Aguas arriba, sorprende la audacia del moderno puente al servicio de la carretera a Portugal. Fue tendido en 1995, contando con un solo vano de 170 metros de luz. Su apoyo en la margen izquierda es el cerro sobre el que se emplazó en tiempos prerromanos, hace unos dos mil quinientos años, un importante poblado, el Castro de San Esteban. Se conservan ciertos retazos de sus murallas, además de haberse hallado en sus solares esculturas zoomorfas, estelas y otros diversos elementos arqueológicos. Tan importante asentamiento prehistórico no se abandonó tras la conquista romana y fue reocupado entre los siglos V y VI en las luchas entre suevos y visigodos.

En el centro, probablemente sobre un recinto de cultos pagano, se sitúa la ermita del Santo Cristo, la cual aprovecha en sus muros diversas piedras mucho más antiguas. Es un santuario sencillo, formado por cabecera cuadrada y nave más baja, que padece de problemas de estabilidad que anhelamos lleguen a atajarse. En su interior se da culto a una imagen gótica del Crucificado, a la que denominan el "Emberronado" debido a una leyenda que señala que se negó a pasar el río, inmovilizando la carreta en la que lo transportaban. Había elegido este lugar como destino y defendió tozudamente tal deseo. Es el lunes de pascua cuando se llega procesionalmente aquí en venturosa romería.

Dispuestos a realizar una de las diversas y posibles rutas, optamos por la senda que nos lleva hasta el paraje conocido como Castil de Cabra, un enclave que se asoma a los arribes más bravíos del propio río. Para ello tomamos las proximidades de la iglesia como punto de partida. Justo por delante de su entrada arranca hacia el oeste un sendero que cruza la fértil hondonada donde se situaron los huertos más fecundos, abandonados mayormente en nuestros días, sombreados por pujantes arbolillos. Tras superar esa depresión, accedemos a campos libres y despejados, para converger allí con una pista principal que se dirige hacia el norte, hacia el barrio de los Toledanos y el poblado de la Central.

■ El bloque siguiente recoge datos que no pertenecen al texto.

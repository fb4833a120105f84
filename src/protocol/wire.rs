//! Wire-level constants for FEBE v3.
//!
//! Normal-phase framing:
//! ```text
//! ┌──────────┬──────────┬──────────────────┐
//! │ Type tag │ Length   │ Payload          │
//! │ 1 byte   │ 4 bytes  │ length - 4 bytes │
//! │          │ uint32 BE│                  │
//! └──────────┴──────────┴──────────────────┘
//! ```
//!
//! The length covers itself plus the payload, excluding the tag. The very
//! first frontend message carries no tag byte; its first four payload bytes
//! discriminate StartupMessage, SSLRequest, and CancelRequest. Internally
//! such messages use the reserved [`TAG_FIRST`] sentinel.
//!
//! All multi-byte integers are big endian.

use crate::error::{Error, Result};

/// Size of a tagged frame header: one tag byte plus a four-byte length.
///
/// A reader holding fewer residual bytes than this cannot form a message
/// without touching the transport.
pub const MSG_HEADER_MIN_SIZE: usize = 5;

/// Reserved internal tag for the tagless first-message family.
pub const TAG_FIRST: u8 = b'\0';

/// The StartupMessage protocol version word for FEBE v3 (0x0003_0000).
pub const PROTOCOL_VERSION: u32 = 196_608;

/// Request code carried by an SSLRequest (0x04d2_162f).
pub const SSL_REQUEST_CODE: u32 = 80_877_103;

/// Request code carried by a CancelRequest (0x04d2_162e).
pub const CANCEL_REQUEST_CODE: u32 = 80_877_102;

/// Largest startup-phase payload (declared size minus the size field)
/// accepted. Lifted from the PostgreSQL source.
pub const STARTUP_PAYLOAD_MAX: u32 = 10_000;

/// Smallest startup-phase payload: the version or request-code word.
pub const STARTUP_PAYLOAD_MIN: u32 = 4;

/// Single-byte reply accepting an SSLRequest.
pub const ACCEPT_SSL_REPLY: u8 = b'S';

/// Single-byte reply refusing an SSLRequest. The frontend may close the
/// connection if it is dissatisfied with the refusal.
pub const REJECT_SSL_REPLY: u8 = b'N';

/// Validate a startup-phase declared size (the on-wire length field).
pub fn check_startup_size(declared: u32) -> Result<()> {
    let payload = declared.saturating_sub(4);
    if payload > STARTUP_PAYLOAD_MAX {
        Err(Error::TooBig {
            size: payload,
            limit: STARTUP_PAYLOAD_MAX,
        })
    } else if declared < 4 + STARTUP_PAYLOAD_MIN {
        Err(Error::WrongSize {
            expected: 4 + STARTUP_PAYLOAD_MIN,
            got: declared,
        })
    } else {
        Ok(())
    }
}

/// FEBE message type tags.
///
/// Several distinct messages share a byte on the wire (both Describe and
/// DataRow appear as `'D'`); the constant names keep the manual's message
/// name next to the character code so captured traffic stays readable.
/// SSLRequest has no tag here: it is a negotiation mechanic handled before
/// framing starts, not a first-class message.
pub mod tag {
    pub const AUTHENTICATION_OK: u8 = b'R';
    pub const BACKEND_KEY_DATA: u8 = b'K';
    pub const BIND: u8 = b'B';
    pub const BIND_COMPLETE: u8 = b'2';
    pub const CLOSE: u8 = b'C';
    pub const CLOSE_COMPLETE: u8 = b'3';
    pub const COMMAND_COMPLETE: u8 = b'C';
    pub const COPY_DATA: u8 = b'd';
    pub const COPY_DONE: u8 = b'c';
    pub const COPY_FAIL: u8 = b'f';
    pub const COPY_IN_RESPONSE: u8 = b'G';
    pub const COPY_OUT_RESPONSE: u8 = b'H';
    pub const COPY_BOTH_RESPONSE: u8 = b'W';
    pub const DATA_ROW: u8 = b'D';
    pub const DESCRIBE: u8 = b'D';
    pub const EMPTY_QUERY_RESPONSE: u8 = b'I';
    pub const ERROR_RESPONSE: u8 = b'E';
    pub const EXECUTE: u8 = b'E';
    pub const FLUSH: u8 = b'H';
    pub const FUNCTION_CALL: u8 = b'F';
    pub const FUNCTION_CALL_RESPONSE: u8 = b'V';
    pub const NO_DATA: u8 = b'n';
    pub const NOTICE_RESPONSE: u8 = b'N';
    pub const NOTIFICATION_RESPONSE: u8 = b'A';
    pub const PARAMETER_DESCRIPTION: u8 = b't';
    pub const PARAMETER_STATUS: u8 = b'S';
    pub const PARSE: u8 = b'P';
    pub const PARSE_COMPLETE: u8 = b'1';
    pub const PASSWORD_MESSAGE: u8 = b'p';
    pub const PORTAL_SUSPENDED: u8 = b's';
    pub const QUERY: u8 = b'Q';
    pub const READY_FOR_QUERY: u8 = b'Z';
    pub const ROW_DESCRIPTION: u8 = b'T';
    pub const SYNC: u8 = b'S';
    pub const TERMINATE: u8 = b'X';
}

/// Result-column encoding format.
#[derive(Debug, Clone, Copy, PartialEq, Eq)]
#[repr(i16)]
pub enum Format {
    Text = 0,
    Binary = 1,
}

impl TryFrom<i16> for Format {
    type Error = Error;

    fn try_from(raw: i16) -> Result<Format> {
        match raw {
            0 => Ok(Format::Text),
            1 => Ok(Format::Binary),
            other => Err(Error::Protocol(format!("unknown encoding format {other}"))),
        }
    }
}

/// Backend transaction status carried by ReadyForQuery.
#[derive(Debug, Clone, Copy, PartialEq, Eq)]
pub enum TransactionStatus {
    /// Not in a transaction block.
    Idle,
    /// In a transaction block.
    InTransaction,
    /// In a failed transaction block; queries are rejected until rollback.
    Failed,
}

impl TransactionStatus {
    pub fn as_byte(self) -> u8 {
        match self {
            TransactionStatus::Idle => b'I',
            TransactionStatus::InTransaction => b'T',
            TransactionStatus::Failed => b'E',
        }
    }
}

impl TryFrom<u8> for TransactionStatus {
    type Error = Error;

    fn try_from(raw: u8) -> Result<TransactionStatus> {
        match raw {
            b'I' => Ok(TransactionStatus::Idle),
            b'T' => Ok(TransactionStatus::InTransaction),
            b'E' => Ok(TransactionStatus::Failed),
            other => Err(Error::Protocol(format!(
                "invalid transaction status {:?}",
                other as char
            ))),
        }
    }
}
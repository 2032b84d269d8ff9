//! State-change notifications broadcast to presentation adapters.

use api_explorer_core::FilterCriteria;
use serde::Serialize;

/// Something changed; subscribers re-derive whatever they render.
#[derive(Debug, Clone, PartialEq, Eq, Serialize)]
#[serde(tag = "type", rename_all = "snake_case")]
pub enum ExplorerEvent {
    CatalogLoaded { count: usize },
    CatalogFailed { reason: String },
    CriteriaChanged { criteria: FilterCriteria },
    BookmarkToggled { id: String, bookmarked: bool, persisted: bool },
}

impl ExplorerEvent {
    /// SSE event name for this notification.
    #[must_use]
    pub const fn name(&self) -> &'static str {
        match self {
            Self::CatalogLoaded { .. } => "catalog_loaded",
            Self::CatalogFailed { .. } => "catalog_failed",
            Self::CriteriaChanged { .. } => "criteria_changed",
            Self::BookmarkToggled { .. } => "bookmark_toggled",
        }
    }
}
use axum::{
    Json,
    extract::{Path, State},
};
use std::sync::Arc;

use crate::AppState;
use crate::api_error::ApiError;
use crate::blocking::blocking;
use crate::response_types::ToggleResponse;

pub async fn toggle_bookmark(
    State(state): State<Arc<AppState>>,
    Path(id): Path<String>,
) -> Result<Json<ToggleResponse>, ApiError> {
    if id.trim().is_empty() {
        return Err(ApiError::BadRequest("bookmark id must not be empty".to_owned()));
    }

    // Flip under the lock; the file write runs on a blocking thread with the
    // lock released so other handlers are not stalled on disk I/O.
    let pending = state.explorer().begin_toggle(&id);
    blocking(move || {
        let persisted = pending.commit();
        let explorer = state.explorer();
        let outcome = explorer.finish_toggle(pending, persisted);
        ToggleResponse {
            id,
            bookmarked: outcome.is_bookmarked,
            persisted: outcome.persisted,
            stats: explorer.stats(),
        }
    })
    .await
    .map(Json)
}
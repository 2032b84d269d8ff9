use serde::{Deserialize, Deserializer, Serialize};
use serde_json::Value;

/// One catalog item: an API with identity, display fields and a docs link.
///
/// Deserialization is lenient field by field: a missing or `null` field becomes
/// the empty string, numbers and booleans keep their textual form, and nested
/// arrays/objects collapse to the empty string.
#[derive(Debug, Clone, Default, PartialEq, Eq, Serialize, Deserialize)]
pub struct Entry {
    #[serde(default, deserialize_with = "lenient_string")]
    pub id: String,
    #[serde(default, deserialize_with = "lenient_string")]
    pub name: String,
    #[serde(default, deserialize_with = "lenient_string")]
    pub category: String,
    #[serde(default, deserialize_with = "lenient_string")]
    pub description: String,
    /// Opaque link target, never validated.
    #[serde(default, deserialize_with = "lenient_string")]
    pub url: String,
}

impl Entry {
    #[must_use]
    pub fn new(
        id: impl Into<String>,
        name: impl Into<String>,
        category: impl Into<String>,
        description: impl Into<String>,
        url: impl Into<String>,
    ) -> Self {
        Self {
            id: id.into(),
            name: name.into(),
            category: category.into(),
            description: description.into(),
            url: url.into(),
        }
    }

    /// Build an entry from one element of a catalog array.
    ///
    /// Returns `None` when the element is not a JSON object.
    #[must_use]
    pub fn from_json_value(value: Value) -> Option<Self> {
        if !value.is_object() {
            return None;
        }
        // Every field is lenient, so an object never fails to convert.
        serde_json::from_value(value).ok()
    }
}

fn lenient_string<'de, D>(deserializer: D) -> Result<String, D::Error>
where
    D: Deserializer<'de>,
{
    let value = Value::deserialize(deserializer)?;
    Ok(match value {
        Value::String(s) => s,
        Value::Number(n) => n.to_string(),
        Value::Bool(b) => b.to_string(),
        Value::Null | Value::Array(_) | Value::Object(_) => String::new(),
    })
}

#[cfg(test)]
mod tests {
    use super::*;
    use serde_json::json;

    #[test]
    fn deserializes_complete_record() {
        let entry: Entry = serde_json::from_value(json!({
            "id": "cat-facts",
            "name": "Cat Facts",
            "category": "Animals",
            "description": "Daily cat facts",
            "url": "https://catfact.ninja"
        }))
        .unwrap();
        assert_eq!(
            entry,
            Entry::new("cat-facts", "Cat Facts", "Animals", "Daily cat facts", "https://catfact.ninja")
        );
    }

    #[test]
    fn missing_and_null_fields_become_empty() {
        let entry: Entry =
            serde_json::from_value(json!({"id": "x", "name": null})).unwrap();
        assert_eq!(entry.id, "x");
        assert_eq!(entry.name, "");
        assert_eq!(entry.category, "");
        assert_eq!(entry.description, "");
        assert_eq!(entry.url, "");
    }

    #[test]
    fn scalar_fields_keep_text_form() {
        let entry: Entry = serde_json::from_value(json!({
            "id": 42,
            "name": true,
            "category": ["nested"],
            "description": {"deep": 1}
        }))
        .unwrap();
        assert_eq!(entry.id, "42");
        assert_eq!(entry.name, "true");
        assert_eq!(entry.category, "");
        assert_eq!(entry.description, "");
    }

    #[test]
    fn from_json_value_rejects_non_objects() {
        assert!(Entry::from_json_value(json!("just a string")).is_none());
        assert!(Entry::from_json_value(json!(7)).is_none());
        assert!(Entry::from_json_value(json!([1, 2])).is_none());
        assert!(Entry::from_json_value(json!({})).is_some());
    }
}
//! Environment variable parsing with warn-level logging for invalid values.

/// Catalog location override (file path or http(s) URL).
pub const CATALOG_ENV: &str = "API_EXPLORER_CATALOG";

/// Data directory override for persisted bookmarks.
pub const DATA_DIR_ENV: &str = "API_EXPLORER_DATA_DIR";

/// Search debounce override, in milliseconds.
pub const DEBOUNCE_MS_ENV: &str = "API_EXPLORER_DEBOUNCE_MS";

/// Parse an environment variable with a default fallback.
///
/// - If the variable is not set: returns `default` silently (expected case).
/// - If the variable is set but cannot be parsed: logs a warning and returns `default`.
pub fn env_parse_with_default<T: std::str::FromStr + std::fmt::Display>(
    var: &str,
    default: T,
) -> T {
    match std::env::var(var) {
        Ok(v) => match v.parse() {
            Ok(n) => n,
            Err(_) => {
                tracing::warn!(
                    var,
                    value = %v,
                    default = %default,
                    "invalid env var value, using default"
                );
                default
            },
        },
        Err(_) => default,
    }
}

/// Read a non-empty string environment variable.
///
/// Whitespace-only values count as unset.
#[must_use]
pub fn env_non_empty(var: &str) -> Option<String> {
    std::env::var(var).ok().map(|v| v.trim().to_owned()).filter(|v| !v.is_empty())
}

#[cfg(test)]
mod tests {
    use super::*;
    use std::sync::{Mutex, OnceLock};

    fn env_lock() -> &'static Mutex<()> {
        static LOCK: OnceLock<Mutex<()>> = OnceLock::new();
        LOCK.get_or_init(|| Mutex::new(()))
    }

    // SAFETY (all tests): env mutation is serialized through `env_lock` and
    // each test uses a variable name no other code reads.

    #[test]
    fn test_env_parse_valid_value() {
        let _guard = env_lock().lock().expect("lock");
        let var_name = "TEST_API_EXPLORER_PARSE_VALID";
        unsafe { std::env::set_var(var_name, "42") };
        let result: u64 = env_parse_with_default(var_name, 300);
        assert_eq!(result, 42);
        unsafe { std::env::remove_var(var_name) };
    }

    #[test]
    fn test_env_parse_invalid_value() {
        let _guard = env_lock().lock().expect("lock");
        let var_name = "TEST_API_EXPLORER_PARSE_INVALID";
        unsafe { std::env::set_var(var_name, "soon") };
        let result: u64 = env_parse_with_default(var_name, 300);
        assert_eq!(result, 300);
        unsafe { std::env::remove_var(var_name) };
    }

    #[test]
    fn test_env_parse_missing_var() {
        let _guard = env_lock().lock().expect("lock");
        let var_name = "TEST_API_EXPLORER_PARSE_MISSING";
        unsafe { std::env::remove_var(var_name) };
        let result: u64 = env_parse_with_default(var_name, 300);
        assert_eq!(result, 300);
    }

    #[test]
    fn test_env_non_empty_treats_blank_as_unset() {
        let _guard = env_lock().lock().expect("lock");
        let var_name = "TEST_API_EXPLORER_NON_EMPTY";
        unsafe { std::env::set_var(var_name, "   ") };
        assert_eq!(env_non_empty(var_name), None);
        unsafe { std::env::set_var(var_name, " ./apis.json ") };
        assert_eq!(env_non_empty(var_name).as_deref(), Some("./apis.json"));
        unsafe { std::env::remove_var(var_name) };
    }
}
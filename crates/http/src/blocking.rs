//! Helper for running blocking explorer operations in async handlers.
//!
//! Bookmark toggles write to disk; they run on the blocking pool so the
//! async workers never wait on file I/O.

use tokio::task::spawn_blocking;

use crate::api_error::ApiError;

/// Runs a blocking closure, mapping a join failure to `ApiError::Internal`.
pub async fn blocking<T, F>(f: F) -> Result<T, ApiError>
where
    F: FnOnce() -> T + Send + 'static,
    T: Send + 'static,
{
    spawn_blocking(f)
        .await
        .map_err(|e| ApiError::Internal(anyhow::anyhow!("spawn_blocking join error: {e}")))
}
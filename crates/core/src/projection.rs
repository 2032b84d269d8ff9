//! View projection: display-ready aggregates recomputed on every state change.
//!
//! Nothing here is cached. Callers pass the current catalog, bookmarks and
//! visible set and get plain serializable values back.

use std::collections::BTreeMap;

use serde::{Deserialize, Serialize};

use crate::bookmarks::BookmarkSet;
use crate::constants::{
    ALL_CATEGORY, LOAD_ERROR_TEXT, LOAD_ERROR_TITLE, NO_RESULTS_TEXT, NO_RESULTS_TITLE,
};
use crate::criteria::CategoryFilter;
use crate::entry::Entry;

/// One category pill: name, entry count and whether it is the active filter.
#[derive(Debug, Clone, PartialEq, Eq, Serialize, Deserialize)]
pub struct CategoryCount {
    pub name: String,
    pub count: usize,
    pub active: bool,
}

#[derive(Debug, Clone, Copy, Default, PartialEq, Eq, Serialize, Deserialize)]
pub struct Stats {
    /// Catalog size.
    pub total: usize,
    /// Bookmark set size, stale ids included.
    pub bookmarked: usize,
    /// Current visible-result count.
    pub visible: usize,
}

/// Visual state of an entry's bookmark toggle.
#[derive(Debug, Clone, Copy, PartialEq, Eq, Serialize, Deserialize)]
#[serde(rename_all = "lowercase")]
pub enum BookmarkMarker {
    Marked,
    Unmarked,
}

impl BookmarkMarker {
    #[must_use]
    pub const fn from_flag(bookmarked: bool) -> Self {
        if bookmarked { Self::Marked } else { Self::Unmarked }
    }

    #[must_use]
    pub const fn symbol(self) -> &'static str {
        match self {
            Self::Marked => "★",
            Self::Unmarked => "☆",
        }
    }

    /// Accessible label describing what activating the toggle will do.
    #[must_use]
    pub const fn label(self) -> &'static str {
        match self {
            Self::Marked => "Remove from bookmarks",
            Self::Unmarked => "Add to bookmarks",
        }
    }
}

/// Entry plus its per-render bookmark state.
#[derive(Debug, Clone, PartialEq, Eq, Serialize, Deserialize)]
pub struct EntryView {
    #[serde(flatten)]
    pub entry: Entry,
    pub bookmarked: bool,
    pub marker: BookmarkMarker,
    pub symbol: String,
    pub label: String,
}

/// Catalog load lifecycle. Leaves `Loading` exactly once.
#[derive(Debug, Clone, Default, PartialEq, Eq, Serialize, Deserialize)]
#[serde(tag = "state", rename_all = "lowercase")]
pub enum LoadStatus {
    #[default]
    Loading,
    Ready,
    Failed {
        reason: String,
    },
}

impl LoadStatus {
    #[must_use]
    pub const fn is_terminal(&self) -> bool {
        !matches!(self, Self::Loading)
    }
}

/// What the results area should show.
#[derive(Debug, Clone, PartialEq, Eq, Serialize, Deserialize)]
#[serde(tag = "state", rename_all = "lowercase")]
pub enum RenderState {
    Loading,
    Failed { title: String, text: String },
    Empty { title: String, text: String },
    Results { entries: Vec<EntryView> },
}

/// Category counts with `All` first, then categories in lexicographic order.
#[must_use]
pub fn category_summary(catalog: &[Entry], active: &CategoryFilter) -> Vec<CategoryCount> {
    let mut counts: BTreeMap<&str, usize> = BTreeMap::new();
    for entry in catalog {
        *counts.entry(entry.category.as_str()).or_default() += 1;
    }

    let mut summary = Vec::with_capacity(counts.len() + 1);
    summary.push(CategoryCount {
        name: ALL_CATEGORY.to_owned(),
        count: catalog.len(),
        active: active.is_all(),
    });
    // A real category literally named "All" is shadowed by the sentinel.
    summary.extend(counts.into_iter().filter(|(name, _)| *name != ALL_CATEGORY).map(
        |(name, count)| CategoryCount {
            name: name.to_owned(),
            count,
            active: active.as_str() == name && !active.is_all(),
        },
    ));
    summary
}

#[must_use]
pub fn stats(catalog: &[Entry], bookmarks: &BookmarkSet, visible: &[&Entry]) -> Stats {
    Stats { total: catalog.len(), bookmarked: bookmarks.len(), visible: visible.len() }
}

#[must_use]
pub fn entry_view(entry: &Entry, bookmarks: &BookmarkSet) -> EntryView {
    let bookmarked = bookmarks.contains(&entry.id);
    let marker = BookmarkMarker::from_flag(bookmarked);
    EntryView {
        entry: entry.clone(),
        bookmarked,
        marker,
        symbol: marker.symbol().to_owned(),
        label: marker.label().to_owned(),
    }
}

#[must_use]
pub fn render_state(status: &LoadStatus, bookmarks: &BookmarkSet, visible: &[&Entry]) -> RenderState {
    match status {
        LoadStatus::Loading => RenderState::Loading,
        LoadStatus::Failed { .. } => RenderState::Failed {
            title: LOAD_ERROR_TITLE.to_owned(),
            text: LOAD_ERROR_TEXT.to_owned(),
        },
        LoadStatus::Ready if visible.is_empty() => RenderState::Empty {
            title: NO_RESULTS_TITLE.to_owned(),
            text: NO_RESULTS_TEXT.to_owned(),
        },
        LoadStatus::Ready => RenderState::Results {
            entries: visible.iter().map(|entry| entry_view(entry, bookmarks)).collect(),
        },
    }
}
//! Typed error enums for the storage layer.
//!
//! `LoadError` covers catalog fetch/parse failures; the caller shows a degraded
//! state instead of a catalog. `PersistenceError` covers bookmark save/restore
//! failures, which never block the in-memory bookmark state.

use std::io;
use std::path::PathBuf;

use thiserror::Error;

/// Catalog could not be fetched or decoded.
#[derive(Debug, Error)]
pub enum LoadError {
    /// Local catalog file could not be read.
    #[error("failed to read catalog {path}: {source}")]
    Io {
        path: PathBuf,
        #[source]
        source: io::Error,
    },

    /// Network transport failure.
    #[error("catalog request failed: {0}")]
    Http(#[from] reqwest::Error),

    /// Server answered with a non-success status.
    #[error("catalog request returned HTTP {code}")]
    HttpStatus { code: u16 },

    /// Payload is not valid JSON.
    #[error("catalog is not valid JSON: {0}")]
    Parse(#[from] serde_json::Error),

    /// Payload is valid JSON but not a list of records.
    #[error("catalog must be a JSON array, found {found}")]
    NotAList { found: &'static str },
}

/// Bookmark state could not be written to or read from external storage.
#[derive(Debug, Error)]
pub enum PersistenceError {
    #[error("storage I/O error at {path}: {source}")]
    Io {
        path: PathBuf,
        #[source]
        source: io::Error,
    },

    #[error("serialization error: {0}")]
    Serialization(#[from] serde_json::Error),

    /// Backing file exists but does not hold a key-value object.
    #[error("data corruption in {path}: {reason}")]
    Corrupt { path: PathBuf, reason: String },

    /// Storage refused the write (disabled, read-only, full).
    #[error("storage unavailable: {0}")]
    Unavailable(String),
}
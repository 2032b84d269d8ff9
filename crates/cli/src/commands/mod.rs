pub(crate) mod bookmarks;
pub(crate) mod browse;
pub(crate) mod serve;
use axum::{Json, extract::State};
use std::sync::Arc;

use api_explorer_core::{CategoryCount, EntryView, LoadStatus, Stats};
use api_explorer_service::ViewSnapshot;

use crate::AppState;
use crate::api_error::ApiError;

pub async fn get_status(State(state): State<Arc<AppState>>) -> Json<LoadStatus> {
    Json(state.explorer().status().clone())
}

pub async fn get_view(State(state): State<Arc<AppState>>) -> Json<ViewSnapshot> {
    Json(state.explorer().snapshot())
}

pub async fn get_entries(
    State(state): State<Arc<AppState>>,
) -> Result<Json<Vec<EntryView>>, ApiError> {
    let explorer = state.explorer();
    explorer.require_ready()?;
    Ok(Json(explorer.visible_entries()))
}

pub async fn get_categories(
    State(state): State<Arc<AppState>>,
) -> Result<Json<Vec<CategoryCount>>, ApiError> {
    let explorer = state.explorer();
    explorer.require_ready()?;
    Ok(Json(explorer.category_summary()))
}

pub async fn get_stats(State(state): State<Arc<AppState>>) -> Result<Json<Stats>, ApiError> {
    let explorer = state.explorer();
    explorer.require_ready()?;
    Ok(Json(explorer.stats()))
}
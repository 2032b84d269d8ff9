use axum::{
    extract::State,
    response::sse::{Event, KeepAlive, Sse},
};
use futures_util::stream::Stream;
use std::convert::Infallible;
use std::sync::Arc;
use tokio::sync::broadcast::error::RecvError;

use crate::AppState;

/// Server-Sent Events stream of explorer state changes.
pub async fn sse_events(
    State(state): State<Arc<AppState>>,
) -> Sse<impl Stream<Item = Result<Event, Infallible>>> {
    let mut rx = state.explorer().subscribe();
    let stream = async_stream::stream! {
        loop {
            match rx.recv().await {
                Ok(event) => match Event::default().event(event.name()).json_data(&event) {
                    Ok(sse) => yield Ok(sse),
                    Err(e) => tracing::warn!("Failed to encode SSE event: {}", e),
                },
                Err(RecvError::Lagged(n)) => {
                    tracing::warn!("SSE client lagged by {} messages", n);
                }
                Err(RecvError::Closed) => break,
            }
        }
    };
    Sse::new(stream).keep_alive(KeepAlive::default())
}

El depósito de aguas puede servirnos como referencia. Avanzamos pocos metros por esa vía, ya que en lo alto de una loma, en un complejo cruce allí existente, tomamos el ramal que se dirige hacia el oeste. Desde este punto elevado se consienten amplias panorámicas sobre todo el contorno. En pueblo se nos presenta idílicamente escalonado en una ladera, con la iglesia en la zona más baja. El profundo surco creado por el río se aprecia con claridad, pero, dada su vastedad y angostura, no llegamos a atisbar sus fondos. Tampoco vemos la presa, sin embargo por todos los lados cruzan los tendidos de alta tensión que distribuyen hacia lejanos destinos la electricidad aquí producida. A lo lejos se distinguen las planicies de Sayago y Tierra de Alba.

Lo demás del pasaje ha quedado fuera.